A planned handover of power proved unworkable. Britain's 1917 occupation
of Iraq holds uncanny parallels with today - and if we want to know
what will happen there next, we need only turn to our history books...
On the eve of our "handover"
of "full sovereignty" to Iraq, this is a story of tragedy and folly
and of dark foreboding. It is about the past-made-present, and our ability
to copy blindly and to the very letter the lies and follies of our ancestors.
It is about that admonition of antiquity: that if we don't learn from
history, we are doomed to repeat it. For Iraq 1917, read Iraq 2003.
For Iraq 1920, read Iraq 2004 or 2005. Yes, we are preparing to give
"full sovereignty" to Iraq. That's also what the British falsely claimed
more than 80 years ago. Come, then, and confront the looking glass of
history, and see what America and Britain will do in the next 12 terrible
months in Iraq.
Our story begins in March
1917 as 22-year-old Private 11072 Charles Dickens of the Cheshire Regiment
peels a poster off a wall in the newly captured city of Baghdad. It
is a turning point in his life. He has survived the hopeless Gallipoli
campaign, attacking the Ottoman empire only 150 miles from its capital,
Constantinople. He has then marched the length of Mesopotamia, fighting
the Turks yet again for possession of the ancient caliphate, and enduring
the grim battle for Baghdad. The British invasion army of 600,000 soldiers
was led by Lieutenant-General Sir Stanley Maude, and the sheet of paper
that caught Private Dickens's attention was Maude's official "Proclamation"
to the people of Baghdad, printed in English and Arabic.
That same 11in by 18in poster,
now framed in black and gold, hangs on the wall a few feet from my desk
as I write this story of empire and dark prophecy. Long ago, the paper
was stained with damp - "foxed", as booksellers say - which may have
been Private Dickens's perspiration in the long hot Iraqi summer of
1917. It has been folded many times; witness, as his daughter Hilda
would recall 86 years later, to its presence in his army knapsack over
many months.
In a letter to me, she called
this "his precious document", and I can see why. It is filled with noble
aspirations and presentiments of future tragedy; with the false promises
of the world's greatest empire, commitments and good intentions; and
with words of honour that were to be repeated in the same city of Baghdad
by the next great empire more than two decades after Dickens's death.
It reads now like a funeral dirge:
"Proclamation... Our military
operations have as their object, the defeat of the enemy and the driving
of him from these territories. In order to complete this task I am charged
with absolute and supreme control of all regions in which British troops
operate; but our armies do not come into your cities and lands as conquerors
or enemies, but as liberators... Your citizens have been subject to
the tyranny of strangers... and your fathers and yourselves have groaned
in bondage. Your sons have been carried off to wars not of your seeking,
your wealth has been stripped from you by unjust men and squandered
in different places.
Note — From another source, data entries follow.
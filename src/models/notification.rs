use serde::{Deserialize, Serialize};

#[derive(Debug, Clone, Copy, PartialEq, Eq, Serialize, Deserialize)]
#[serde(rename_all = "snake_case")]
pub enum Channel {
    Email,
    Sms,
}

/// Result of one delivery attempt on one channel. Never persisted.
#[derive(Debug, Clone, Copy, PartialEq, Eq, Serialize, Deserialize)]
pub struct NotificationOutcome {
    pub channel: Channel,
    pub delivered: bool,
}

impl NotificationOutcome {
    pub fn delivered(channel: Channel) -> Self {
        Self { channel, delivered: true }
    }

    pub fn dropped(channel: Channel) -> Self {
        Self { channel, delivered: false }
    }
}

/// Per-channel delivery flags reported back to the caller.
#[derive(Debug, Clone, Copy, Default, PartialEq, Eq, Serialize, Deserialize)]
pub struct Notifications {
    pub email: bool,
    pub sms: bool,
}

impl Notifications {
    pub fn from_outcomes(email: NotificationOutcome, sms: NotificationOutcome) -> Self {
        Self {
            email: email.delivered,
            sms: sms.delivered,
        }
    }
}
It is the wish not only of my King and his peoples,
but it is also the wish of the great Nations with whom he is in alliance,
that you should prosper even as in the past when your lands were fertile...
But you, people of Baghdad... are not to understand that it is the wish
of the British Government to impose upon you alien institutions. It
is the hope of the British Government that the aspirations of your philosophers
and writers shall be realised once again, that the people of Baghdad
shall flourish, and shall enjoy their wealth and substance under institutions
which are in consonance with their sacred laws and with their racial
ideals... It is the hope and desire of the British people... that the
Arab race may rise once more to greatness and renown amongst the peoples
of the Earth... Therefore I am commanded to invite you, through your
Nobles and Elders and Representatives, to participate in the management
of your civil affairs in collaboration with the Political Representative
of Great Britain... so that you may unite with your kinsmen in the North,
East, South and West, in realising the aspirations of your Race.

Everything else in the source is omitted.